* [What you need to do]
Up to and including the line with "impl fmt::Display for", reproduce the listing below exactly, beginning at its first line.
● ● ● ● ● ● ●
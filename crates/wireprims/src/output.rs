use std::fmt;
use std::io::{IsTerminal, Write};

use clap::ValueEnum;
use comfy_table::{presets::UTF8_FULL, ContentArrangement, Table};
use serde::Serialize;

use crate::exit::{CliError, CliResult, INTERNAL};

#[derive(Clone, Debug, Copy, ValueEnum)]
pub enum OutputFormat {
    Json,
    Table,
    Pretty,
    Raw,
}

impl OutputFormat {
    pub fn default_for_stdout() -> Self {
        if std::io::stdout().is_terminal() {
            Self::Table
        } else {
            Self::Json
        }
    }
}

/// A decoded field value.
#[derive(Debug, Clone, PartialEq, Eq, Serialize)]
#[serde(untagged)]
pub enum FieldValue {
    Int(i64),
    Text(String),
    Match(bool),
}

impl fmt::Display for FieldValue {
    fn fmt(&self, f: &mut fmt::Formatter<'_>) -> fmt::Result {
        match self {
            FieldValue::Int(v) => write!(f, "{v}"),
            FieldValue::Text(v) => f.write_str(v),
            FieldValue::Match(v) => write!(f, "match={v}"),
        }
    }
}

#[derive(Debug, Serialize)]
pub struct DecodedField {
    pub index: usize,
    pub kind: String,
    pub offset: usize,
    pub size: usize,
    pub value: Option<FieldValue>,
}

#[derive(Debug, Serialize)]
pub struct DecodeReport {
    pub order: &'static str,
    pub fields: Vec<DecodedField>,
    pub consumed: usize,
    pub trailing: usize,
}

#[derive(Debug, Serialize)]
pub struct EncodeReport {
    pub order: &'static str,
    pub size: usize,
    pub hex: String,
}

pub fn print_decode(report: &DecodeReport, format: OutputFormat) -> CliResult<()> {
    match format {
        OutputFormat::Json => print_json(report)?,
        OutputFormat::Table => {
            let mut table = Table::new();
            table
                .load_preset(UTF8_FULL)
                .set_content_arrangement(ContentArrangement::Dynamic)
                .set_header(vec!["#", "KIND", "OFFSET", "SIZE", "VALUE"]);
            for field in &report.fields {
                table.add_row(vec![
                    field.index.to_string(),
                    field.kind.clone(),
                    field.offset.to_string(),
                    field.size.to_string(),
                    value_text(&field.value),
                ]);
            }
            println!("{table}");
            println!(
                "order={} consumed={} trailing={}",
                report.order, report.consumed, report.trailing
            );
        }
        OutputFormat::Pretty => {
            for field in &report.fields {
                println!(
                    "[{}] {} offset={} size={} value={}",
                    field.index,
                    field.kind,
                    field.offset,
                    field.size,
                    value_text(&field.value)
                );
            }
            println!(
                "order={} consumed={} trailing={}",
                report.order, report.consumed, report.trailing
            );
        }
        OutputFormat::Raw => {
            for field in report.fields.iter().filter(|f| f.value.is_some()) {
                println!("{}", value_text(&field.value));
            }
        }
    }
    Ok(())
}

pub fn print_encode(report: &EncodeReport, bytes: &[u8], format: OutputFormat) -> CliResult<()> {
    match format {
        OutputFormat::Json => print_json(report)?,
        OutputFormat::Table => {
            let mut table = Table::new();
            table
                .load_preset(UTF8_FULL)
                .set_content_arrangement(ContentArrangement::Dynamic)
                .set_header(vec!["ORDER", "SIZE", "HEX"])
                .add_row(vec![
                    report.order.to_string(),
                    report.size.to_string(),
                    report.hex.clone(),
                ]);
            println!("{table}");
        }
        OutputFormat::Pretty => {
            println!("order={} size={} hex={}", report.order, report.size, report.hex);
        }
        OutputFormat::Raw => print_raw(bytes),
    }
    Ok(())
}

pub fn print_raw(data: &[u8]) {
    let mut out = std::io::stdout();
    let _ = out.write_all(data);
    let _ = out.flush();
}

fn print_json<T: Serialize>(value: &T) -> CliResult<()> {
    let text = serde_json::to_string(value)
        .map_err(|err| CliError::new(INTERNAL, format!("serialize output: {err}")))?;
    println!("{text}");
    Ok(())
}

fn value_text(value: &Option<FieldValue>) -> String {
    match value {
        Some(value) => value.to_string(),
        None => "-".to_string(),
    }
}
● ● ● ● ● ● ●
* [Response below]
filename crates/wireprims/src/output.rs
use std::fmt;
use std::io::{IsTerminal, Write};

use clap::ValueEnum;
use comfy_table::{presets::UTF8_FULL, ContentArrangement, Table};
use serde::Serialize;

use crate::exit::{CliError, CliResult, INTERNAL};

#[derive(Clone, Debug, Copy, ValueEnum)]
pub enum OutputFormat {
    Json,
    Table,
    Pretty,
    Raw,
}

impl OutputFormat {
    pub fn default_for_stdout() -> Self {
        if std::io::stdout().is_terminal() {
            Self::Table
        } else {
            Self::Json
        }
    }
}

/// A decoded field value.
#[derive(Debug, Clone, PartialEq, Eq, Serialize)]
#[serde(untagged)]
pub enum FieldValue {
    Int(i64),
    Text(String),
    Match(bool),
}

impl fmt::Display for FieldValue {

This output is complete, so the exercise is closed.